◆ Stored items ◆
══════════

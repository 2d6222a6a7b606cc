//! Authenticated encryption of redemption codes.
//!
//! A sealed code is the URL-safe base64 encoding (without padding) of
//!
//! ```text
//! version (1 byte) || nonce (12 bytes) || ciphertext || tag (16 bytes)
//! ```
//!
//! The plaintext is the JSON encoded payload. A fixed associated data
//! string binds the ciphertext to its purpose and format version.

use aes_gcm::{
    aead::{Aead, KeyInit, Payload},
    Aes256Gcm, Key, Nonce,
};
use base64::{engine::general_purpose::URL_SAFE_NO_PAD, Engine as _};
use fc_core::{
    entities::{CodePayload, OfferId, Timestamp},
    gateways::code_cipher::{CodeCipher, CodeCipherError},
};
use rand::RngCore as _;
use serde::{Deserialize, Serialize};
use thiserror::Error;

const FORMAT_VERSION: u8 = 1;
const ASSOCIATED_DATA: &[u8] = b"foodies-circle/redemption-code/v1";

const KEY_LEN: usize = 32;
const NONCE_LEN: usize = 12;
const TAG_LEN: usize = 16;

#[derive(Debug, Error)]
pub enum KeyError {
    #[error("The code key is not valid base64: {0}")]
    Encoding(#[from] base64::DecodeError),
    #[error("The code key must be 32 bytes long, but got {0} bytes")]
    Length(usize),
}

/// Seals codes with AES-256-GCM.
///
/// Changing the key invalidates all codes that have been
/// sealed before.
#[derive(Clone)]
pub struct AesGcmCodeCipher {
    cipher: Aes256Gcm,
}

impl AesGcmCodeCipher {
    pub fn new(key: [u8; KEY_LEN]) -> Self {
        let key = Key::<Aes256Gcm>::from_slice(&key);
        Self {
            cipher: Aes256Gcm::new(key),
        }
    }

    /// Creates a cipher from a base64 encoded key.
    ///
    /// Both the standard and the URL-safe alphabet are accepted.
    pub fn from_base64_key(encoded: &str) -> Result<Self, KeyError> {
        let encoded = encoded.trim();
        let bytes = base64::engine::general_purpose::STANDARD
            .decode(encoded)
            .or_else(|_| URL_SAFE_NO_PAD.decode(encoded.trim_end_matches('=')))?;
        let key: [u8; KEY_LEN] = bytes
            .as_slice()
            .try_into()
            .map_err(|_| KeyError::Length(bytes.len()))?;
        Ok(Self::new(key))
    }

    /// Creates a cipher with a random key.
    pub fn generate() -> Self {
        let mut key = [0; KEY_LEN];
        rand::thread_rng().fill_bytes(&mut key);
        Self::new(key)
    }
}

impl std::fmt::Debug for AesGcmCodeCipher {
    fn fmt(&self, f: &mut std::fmt::Formatter<'_>) -> std::fmt::Result {
        // Never print the key
        f.debug_struct("AesGcmCodeCipher").finish_non_exhaustive()
    }
}

#[derive(Debug, Serialize, Deserialize)]
#[serde(rename_all = "camelCase", deny_unknown_fields)]
struct SealedPayload {
    code_id: String,
    offer_id: String,
    restaurant_id: String,
    reviewer_id: String,
    review_id: String,
    issued_at: i64,
    #[serde(default, skip_serializing_if = "Option::is_none")]
    expires_at: Option<i64>,
}

impl From<&CodePayload> for SealedPayload {
    fn from(from: &CodePayload) -> Self {
        let CodePayload {
            code_id,
            offer_id,
            restaurant_id,
            reviewer_id,
            review_id,
            issued_at,
            expires_at,
        } = from;
        Self {
            code_id: code_id.to_string(),
            offer_id: offer_id.to_string(),
            restaurant_id: restaurant_id.to_string(),
            reviewer_id: reviewer_id.to_string(),
            review_id: review_id.to_string(),
            issued_at: issued_at.as_millis(),
            expires_at: expires_at.map(Timestamp::as_millis),
        }
    }
}

impl TryFrom<SealedPayload> for CodePayload {
    type Error = CodeCipherError;
    fn try_from(from: SealedPayload) -> Result<Self, Self::Error> {
        let SealedPayload {
            code_id,
            offer_id,
            restaurant_id,
            reviewer_id,
            review_id,
            issued_at,
            expires_at,
        } = from;
        let offer_id = offer_id
            .parse::<OfferId>()
            .map_err(|_| CodeCipherError::Malformed)?;
        let payload = CodePayload {
            code_id: code_id.into(),
            offer_id,
            restaurant_id: restaurant_id.into(),
            reviewer_id: reviewer_id.into(),
            review_id: review_id.into(),
            issued_at: Timestamp::from_millis(issued_at),
            expires_at: expires_at.map(Timestamp::from_millis),
        };
        let ids = [
            &payload.code_id,
            &payload.restaurant_id,
            &payload.reviewer_id,
            &payload.review_id,
        ];
        if !ids.iter().all(|id| id.is_valid()) {
            return Err(CodeCipherError::Malformed);
        }
        Ok(payload)
    }
}

impl CodeCipher for AesGcmCodeCipher {
    fn seal(&self, payload: &CodePayload) -> Result<String, CodeCipherError> {
        let plaintext = serde_json::to_vec(&SealedPayload::from(payload))
            .map_err(|err| CodeCipherError::Seal(err.to_string()))?;
        let mut nonce = [0; NONCE_LEN];
        rand::thread_rng().fill_bytes(&mut nonce);
        let ciphertext = self
            .cipher
            .encrypt(
                Nonce::from_slice(&nonce),
                Payload {
                    msg: &plaintext,
                    aad: ASSOCIATED_DATA,
                },
            )
            .map_err(|err| CodeCipherError::Seal(err.to_string()))?;
        let mut sealed = Vec::with_capacity(1 + NONCE_LEN + ciphertext.len());
        sealed.push(FORMAT_VERSION);
        sealed.extend_from_slice(&nonce);
        sealed.extend_from_slice(&ciphertext);
        Ok(URL_SAFE_NO_PAD.encode(sealed))
    }

    fn open(&self, sealed: &str) -> Result<CodePayload, CodeCipherError> {
        let bytes = URL_SAFE_NO_PAD
            .decode(sealed.trim())
            .map_err(|_| CodeCipherError::Malformed)?;
        if bytes.len() < 1 + NONCE_LEN + TAG_LEN {
            return Err(CodeCipherError::Malformed);
        }
        let (version, rest) = bytes.split_at(1);
        if version[0] != FORMAT_VERSION {
            return Err(CodeCipherError::Malformed);
        }
        let (nonce, ciphertext) = rest.split_at(NONCE_LEN);
        let plaintext = self
            .cipher
            .decrypt(
                Nonce::from_slice(nonce),
                Payload {
                    msg: ciphertext,
                    aad: ASSOCIATED_DATA,
                },
            )
            .map_err(|_| CodeCipherError::Unauthentic)?;
        let payload: SealedPayload =
            serde_json::from_slice(&plaintext).map_err(|_| CodeCipherError::Malformed)?;
        payload.try_into()
    }
}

══════════

◆ PROBLEM DETAILS ◆
Find the lines in the entries above where "encoded" occurs, and copy each of them.

◆ OUTPUT ◆
//! The plaintext is the JSON encoded payload. A fixed associated data
    /// Creates a cipher from a base64 encoded key.
    pub fn from_base64_key(encoded: &str) -> Result<Self, KeyError> {
        let encoded = encoded.trim();
            .decode(encoded)
            .or_else(|_| URL_SAFE_NO_PAD.decode(encoded.trim_end_matches('=')))?;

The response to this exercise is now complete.